• Stored items:
━━━━━━━━━━━━━━━━

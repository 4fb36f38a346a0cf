use anyhow::Result;
use clap::{Parser, Subcommand};
use tracing_subscriber::EnvFilter;

mod commands;

#[derive(Parser)]
#[command(name = "voko")]
#[command(about = "Voko - voice-driven OKR coaching companion", long_about = None)]
struct Cli {
    #[command(subcommand)]
    command: Commands,
}

#[derive(Subcommand)]
enum Commands {
    /// Run a live coaching session against the configured agent
    Run {
        /// Archive the current OKR draft and start a fresh one first
        #[arg(long)]
        new_okr: bool,
    },
    /// Print the saved draft and session history
    Show,
    /// Erase all saved state (draft, history, accumulated context)
    Reset {
        /// Skip the confirmation prompt
        #[arg(long)]
        yes: bool,
    },
}

#[tokio::main]
async fn main() -> Result<()> {
    tracing_subscriber::fmt()
        .with_env_filter(
            EnvFilter::try_from_default_env().unwrap_or_else(|_| EnvFilter::new("voko=info")),
        )
        .init();

    let cli = Cli::parse();

    match cli.command {
        Commands::Run { new_okr } => commands::run::execute(new_okr).await,
        Commands::Show => commands::show::execute().await,
        Commands::Reset { yes } => commands::reset::execute(yes).await,
    }
}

━━━━━━━━━━━━━━━━

• PROBLEM TO SOLVE:
Could you return exactly the stretch of the data above that starts at the line with "#[command(subcommand)]" and ends at the line with "history, accumulated context)", both lines included?

• EXERCISE SOLUTION:
    #[command(subcommand)]
    command: Commands,
}

#[derive(Subcommand)]
enum Commands {
    /// Run a live coaching session against the configured agent
    Run {
        /// Archive the current OKR draft and start a fresh one first
        #[arg(long)]
        new_okr: bool,
    },
    /// Print the saved draft and session history
    Show,
    /// Erase all saved state (draft, history, accumulated context)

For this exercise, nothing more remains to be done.